Türk dili, tarih boyunca farklı coğrafyalarda zenginleşerek günümüze ulaştı. Dilin korunması ve doğru kullanılmasının önemine değinen Mehmet Ali Şahin, Türkçenin geleceğini güvence altına almak için bireysel ve kurumsal sorumluluklara işaret etti.
TÜRKÇE, KÜLTÜREL KİMLİĞİN TEMELİDİR
Mehmet Ali Şahin, bir milletin dili ile kimliği arasında kopmaz bir bağ olduğunu belirtti. Şahin, Türkçenin sadece iletişim aracı değil, aynı zamanda kültürel mirasın taşıyıcısı olduğunu vurguladı. Dilin doğru ve etkili kullanımının toplumun düşünce yapısını doğrudan etkilediğini ifade eden Şahin, Türkçenin zenginliğini korumanın, kültürel kimliği canlı tutmanın temel yolu olduğunu söyledi.
YABANCI KELİMELERİN ETKİSİNE KARŞI BİLİNÇLİ KULLANIM ŞART
Şahin, son yıllarda Türkçeye yabancı kökenli kelimelerin yoğun bir şekilde girdiğine dikkat çekti. Özellikle sosyal medya ve reklam dilinde yabancı sözcük kullanımının arttığını belirten Şahin, bu durumun dilin sade ve güçlü yapısını zedeleyebileceğini söyledi. Türkçenin doğal gelişim süreci içinde yeni kavramları karşılayabilecek bir yapıya sahip olduğunu belirterek, günlük yaşamda öz Türkçe kullanımının teşvik edilmesi gerektiğini vurguladı.
EĞİTİM SİSTEMİNDE DİL BİLİNCİ ERKEN YAŞTA AŞILANMALI
Türk dili uzmanı Mehmet Ali Şahin, dil bilincinin çocukluk döneminden itibaren kazandırılması gerektiğini söyledi. Okullarda verilen dil ve edebiyat derslerinin içeriğinin zenginleştirilmesi gerektiğini ifade eden Şahin, öğrencilere dilin estetiğinin ve doğru kullanımının öneminin aktarılması gerektiğini belirtti.
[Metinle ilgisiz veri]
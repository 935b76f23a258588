//! tabform CLI
//!
//! Entry point for the command-line tool.

use anyhow::{Context, Result};
use clap::Parser;
use std::path::PathBuf;
use std::str::FromStr;

use tabform::export::{exporters_for, ExportParams};
use tabform::serialize::TableSql;
use tabform::{BadVal, Config, Pipeline, PipelineOptions};

#[derive(Parser, Debug)]
#[command(name = "tabform")]
#[command(about = "Typed validator and reformatter for TSV data packages", long_about = None)]
struct Args {
    /// Package directories to process (overrides the config file)
    packages: Vec<PathBuf>,

    /// Path to configuration file
    #[arg(short, long, default_value = "tabform.toml")]
    config: PathBuf,

    /// Override export formats (json, natural-json, xml, sql, msgpack)
    #[arg(long)]
    format: Vec<String>,

    /// Override the export directory
    #[arg(long)]
    export_dir: Option<PathBuf>,

    /// Validate only: do not write reformatted files back
    #[arg(long)]
    check: bool,

    /// Explain a diagnostic kind (e.g. --explain type)
    #[arg(long)]
    explain: Option<String>,
}

const EXPLANATIONS: &[(&str, &str)] = &[
    (
        "type",
        "A type specification could not be compiled: syntax error, unknown \
         referenced type, nil-bearing map key or value, or a record field \
         problem. The column's cells cannot be checked until the spec parses.",
    ),
    (
        "cell",
        "A cell value does not satisfy its declared column type. The cell is \
         reported and skipped; the rest of the file is still processed.",
    ),
    (
        "column",
        "Exploded column names are inconsistent: a gap in array indices, a \
         map key column without its value column, or conflicting paths.",
    ),
    (
        "join",
        "A secondary file could not be joined into its primary: missing or \
         mismatched join column, conflicting column names, or a secondary \
         row whose key matches no primary row.",
    ),
    (
        "validator",
        "A row, file, or package validator expression failed: it returned \
         false or a message, failed to compile, hit a runtime error, or \
         exceeded its step quota.",
    ),
    (
        "loader",
        "A package could not be loaded: missing manifest field, dependency \
         cycle, duplicate file or type name, or a record type that is not \
         compatible with its declared parent.",
    ),
];

fn explain_kind(kind: &str) -> Result<()> {
    match EXPLANATIONS.iter().find(|(k, _)| *k == kind) {
        Some((k, text)) => {
            println!("{k}:\n{text}");
            Ok(())
        }
        None => {
            let known: Vec<&str> = EXPLANATIONS.iter().map(|(k, _)| *k).collect();
            anyhow::bail!("unknown diagnostic kind '{kind}'; known kinds: {}", known.join(", "))
        }
    }
}

fn main() -> Result<()> {
    tracing_subscriber::fmt()
        .with_env_filter(
            tracing_subscriber::EnvFilter::try_from_default_env()
                .unwrap_or_else(|_| tracing_subscriber::EnvFilter::new("info")),
        )
        .with_writer(std::io::stderr)
        .init();

    let args = Args::parse();

    if let Some(kind) = &args.explain {
        return explain_kind(kind);
    }

    let config = if args.config.exists() {
        Config::from_file(&args.config).context("Failed to load configuration")?
    } else {
        Config::default()
    };

    let dirs = if args.packages.is_empty() {
        config.packages.paths.clone()
    } else {
        args.packages.clone()
    };
    if dirs.is_empty() {
        anyhow::bail!("no package directories given");
    }

    let formats = if args.format.is_empty() {
        config.output.formats.clone()
    } else {
        args.format.clone()
    };
    let exporters = exporters_for(&formats);

    let export_params = ExportParams {
        export_dir: args.export_dir.unwrap_or_else(|| config.output.dir.clone()),
        format_subdir: None,
        table_sql: TableSql::from_str(&config.output.table_sql).unwrap_or_default(),
    };

    let options = PipelineOptions {
        write_back: config.reformat.write_back && !args.check,
    };

    let mut bad = BadVal::new("tabform");
    let mut pipeline = Pipeline::new(options);
    pipeline
        .run(&mut bad, &dirs, &exporters, &export_params)
        .context("pipeline failed")?;

    let failed = match config.cli.fail_on.as_str() {
        "warning" => bad.errors() > 0 || bad.warnings() > 0,
        _ => bad.errors() > 0,
    };
    if failed {
        eprintln!(
            "{} error(s), {} warning(s)",
            bad.errors(),
            bad.warnings()
        );
        std::process::exit(1);
    }
    Ok(())
}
Ayrıca, okuma alışkanlığının küçük yaşlardan itibaren desteklenmesinin dil gelişimine büyük katkı sağlayacağını vurguladı.
MEDYA VE YAYIN KURUMLARI DİLİN GELİŞİMİNDE KRİTİK ROL OYNUYOR
Şahin, televizyon, radyo ve dijital medya platformlarının dili doğru kullanmada büyük bir sorumluluk taşıdığını ifade etti. Kitle iletişim araçlarının geniş kitlelere ulaşarak dilin kullanım biçimini doğrudan etkilediğini belirten Şahin, yayın organlarının Türkçeyi doğru ve özenli kullanarak topluma örnek olması gerektiğini söyledi. Ayrıca, dil yanlışlarının sıradanlaştırılmasının önüne geçilmesi için medya kuruluşlarının daha dikkatli davranması gerektiğini sözlerine ekledi.